**Directions:** Write out, word for word, the first line of the data below and every line after it through the one containing "use serde::Serialize;".

-------- Exercise inputs --------

// Copyright © 2025 mailroom.dev
// Licensed under Mailroom License Agreement v1.0
// Unauthorized copying, modification, or distribution is prohibited.

pub mod entity;

use crate::modules::database::manager::DB_MANAGER;
use crate::modules::database::{batch_delete_impl, batch_update_impl, filter_by_secondary_key_impl};
use crate::modules::error::code::ErrorCode;
use crate::modules::error::MailroomResult;
use crate::modules::label::entity::{slugify, Label, LabelKey};
use crate::modules::mailbox::entity::{MailboxAccess, MailboxRole};
use crate::modules::thread::entity::ThreadAccess;
use crate::{raise_error, utc_now};
use serde::Serialize;

/// One node of the label tree returned by listings: the label itself plus
/// its children ordered by slug.
#[derive(Clone, Debug, Serialize)]
pub struct LabelNode {
    pub label: Label,
    pub children: Vec<LabelNode>,
}

/// Creates a label, materializing any missing ancestors with the child's
/// color. Existing parents are left untouched.
pub async fn create_label(
    mailbox_id: u64,
    name: &str,
    color: &str,
    description: &str,
    is_auto: bool,
) -> MailroomResult<Label> {
    let name = name.trim_matches('/');
    if name.is_empty() {
        return Err(raise_error!(
            "Label name cannot be empty".into(),
            ErrorCode::ValidationFailed
        ));
    }

    if Label::find_by_slug(mailbox_id, &slugify(name)).await?.is_some() {
        return Err(raise_error!(
            format!("A label with the name '{}' already exists", name),
            ErrorCode::AlreadyExists
        ));
    }

    // Ancestors first, from the root down.
    let segments: Vec<&str> = name.split('/').collect();
    for depth in 1..segments.len() {
        let parent_name = segments[..depth].join("/");
        if Label::find_by_slug(mailbox_id, &slugify(&parent_name))
            .await?
            .is_none()
        {
            Label::new(mailbox_id, &parent_name, color, "", is_auto)
                .save()
                .await?;
        }
    }

    let label = Label::new(mailbox_id, name, color, description, is_auto);
    let created = label.clone();
    label.save().await?;
    Ok(created)
}

/// Renames a label and rewrites the name prefix of every descendant.
pub async fn rename_label(mailbox_id: u64, label_id: u64, new_name: &str) -> MailroomResult<Label> {
    let label = Label::require(label_id).await?;
    if label.mailbox_id != mailbox_id {
        return Err(raise_error!(
            "Label does not belong to this mailbox".into(),
            ErrorCode::PermissionDenied
        ));
    }
    let new_name = new_name.trim_matches('/').to_string();
    if new_name.is_empty() {
        return Err(raise_error!(
            "Label name cannot be empty".into(),
            ErrorCode::ValidationFailed
        ));
    }
    if let Some(existing) = Label::find_by_slug(mailbox_id, &slugify(&new_name)).await? {
        if existing.id != label_id {
            return Err(raise_error!(
                format!("A label with the name '{}' already exists", new_name),
                ErrorCode::AlreadyExists
            ));
        }
    }

    let old_name = label.name.clone();
    let old_prefix = format!("{}/", old_name);
    let renamed_name = new_name.clone();
    batch_update_impl::<Label>(
        DB_MANAGER.meta_db(),
        move |rw| {
            let labels: Vec<Label> = rw
                .scan()
                .secondary(LabelKey::mailbox_id)
                .map_err(|e| raise_error!(format!("{:#?}", e), ErrorCode::InternalError))?
                .start_with(mailbox_id)
                .map_err(|e| raise_error!(format!("{:#?}", e), ErrorCode::InternalError))?
                .filter_map(|entry| entry.ok())
                .filter(|l: &Label| l.id == label_id || l.name.starts_with(&old_prefix))
                .collect();
            Ok(labels)
        },
        move |targets| {
            let mut updates = Vec::new();
            for target in targets.iter() {
                let mut updated = target.clone();
                updated.name = if target.id == label_id {
                    renamed_name.clone()
                } else {
                    format!(
                        "{}/{}",
                        renamed_name,
                        &target.name[old_name.len() + 1..]
                    )
                };
                updated.slug = slugify(&updated.name);
                updated.updated_at = utc_now!();
                updates.push((target.clone(), updated));
            }
            Ok(updates)
        },
    )
    .await?;

    Label::require(label_id).await
}

/// Deletes a label and every descendant. Thread associations go with the
/// labels; the threads themselves persist.
pub async fn delete_label(mailbox_id: u64, label_id: u64) -> MailroomResult<usize> {
    let label = Label::require(label_id).await?;
    if label.mailbox_id != mailbox_id {
        return Err(raise_error!(
            "Label does not belong to this mailbox".into(),
            ErrorCode::PermissionDenied
        ));
    }
    let prefix = format!("{}/", label.name);
    batch_delete_impl::<Label>(DB_MANAGER.meta_db(), move |rw| {
        let labels: Vec<Label> = rw
            .scan()
            .secondary(LabelKey::mailbox_id)
            .map_err(|e| raise_error!(format!("{:#?}", e), ErrorCode::InternalError))?
            .start_with(mailbox_id)
            .map_err(|e| raise_error!(format!("{:#?}", e), ErrorCode::InternalError))?
            .filter_map(|entry| entry.ok())
            .filter(|l: &Label| l.id == label_id || l.name.starts_with(&prefix))
            .collect();
        Ok(labels)
    })
    .await
}

/// Adds threads to a label. Requires a sending role on the label's mailbox
/// and at least viewer access on every thread.
pub async fn add_threads(
    label_id: u64,
    thread_ids: &[u64],
    acting_user_id: u64,
) -> MailroomResult<()> {
    let label = Label::require(label_id).await?;
    require_label_role(&label, acting_user_id).await?;
    for thread_id in thread_ids {
        if ThreadAccess::get(*thread_id, label.mailbox_id).await?.is_none() {
            return Err(raise_error!(
                format!("Thread {} is not visible to this mailbox", thread_id),
                ErrorCode::PermissionDenied
            ));
        }
    }
    let thread_ids = thread_ids.to_vec();
    Label::update_with(label_id, move |label| {
        for thread_id in &thread_ids {
            if !label.thread_ids.contains(thread_id) {
                label.thread_ids.push(*thread_id);
            }
        }
    })
    .await
}

pub async fn remove_threads(
    label_id: u64,
    thread_ids: &[u64],
    acting_user_id: u64,
) -> MailroomResult<()> {
    let label = Label::require(label_id).await?;
    require_label_role(&label, acting_user_id).await?;
    let thread_ids = thread_ids.to_vec();
    Label::update_with(label_id, move |label| {
        label.thread_ids.retain(|t| !thread_ids.contains(t));
    })
    .await
}

async fn require_label_role(label: &Label, acting_user_id: u64) -> MailroomResult<()> {
    let access = MailboxAccess::get(label.mailbox_id, acting_user_id)
        .await?
        .ok_or_else(|| {
            raise_error!(
                "No access to the label's mailbox".into(),
                ErrorCode::PermissionDenied
            )
        })?;
    if !matches!(
        access.role,
        MailboxRole::Editor | MailboxRole::Sender | MailboxRole::Admin
    ) {
        return Err(raise_error!(
            "Editing labels requires an editor, sender or admin role".into(),
            ErrorCode::PermissionDenied
        ));
    }
    Ok(())
}

/// Labels of one mailbox as a tree: roots ordered by slug, each node's
/// children ordered by slug.
pub async fn list_tree(mailbox_id: u64) -> MailroomResult<Vec<LabelNode>> {
    let mut labels: Vec<Label> = filter_by_secondary_key_impl(
        DB_MANAGER.meta_db(),
        LabelKey::mailbox_id,
        mailbox_id,
    )
    .await?;
    labels.sort_by(|a, b| a.slug.cmp(&b.slug));
    Ok(build_tree(&labels, None))
}

fn build_tree(labels: &[Label], parent_name: Option<&str>) -> Vec<LabelNode> {
    labels
        .iter()
        .filter(|label| match parent_name {
            None => label.depth() == 0,
            Some(parent) => {
                label.parent_name().as_deref() == Some(parent)
            }
        })
        .map(|label| LabelNode {
            label: label.clone(),
            children: build_tree(labels, Some(&label.name)),
        })
        .collect()
}

#[cfg(test)]
mod tests {
    use super::*;

    fn label(name: &str) -> Label {
        Label::new(1, name, "#ff0000", "", false)
    }

    #[test]
    fn test_build_tree_orders_roots_and_children_by_slug() {
        let mut labels = vec![
            label("Work"),
            label("Work/Projects"),
            label("Work/Meetings"),
            label("Archive"),
        ];
        labels.sort_by(|a, b| a.slug.cmp(&b.slug));
        let tree = build_tree(&labels, None);
        assert_eq!(tree.len(), 2);
        assert_eq!(tree[0].label.name, "Archive");
        assert_eq!(tree[1].label.name, "Work");
        let children: Vec<&str> = tree[1]
            .children
            .iter()
            .map(|node| node.label.name.as_str())
            .collect();
        assert_eq!(children, vec!["Work/Meetings", "Work/Projects"]);
    }
}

--------

**Worked solution:**
// Copyright © 2025 mailroom.dev
// Licensed under Mailroom License Agreement v1.0
// Unauthorized copying, modification, or distribution is prohibited.

pub mod entity;

use crate::modules::database::manager::DB_MANAGER;
use crate::modules::database::{batch_delete_impl, batch_update_impl, filter_by_secondary_key_impl};
use crate::modules::error::code::ErrorCode;
use crate::modules::error::MailroomResult;
use crate::modules::label::entity::{slugify, Label, LabelKey};
use crate::modules::mailbox::entity::{MailboxAccess, MailboxRole};
use crate::modules::thread::entity::ThreadAccess;
use crate::{raise_error, utc_now};
use serde::Serialize;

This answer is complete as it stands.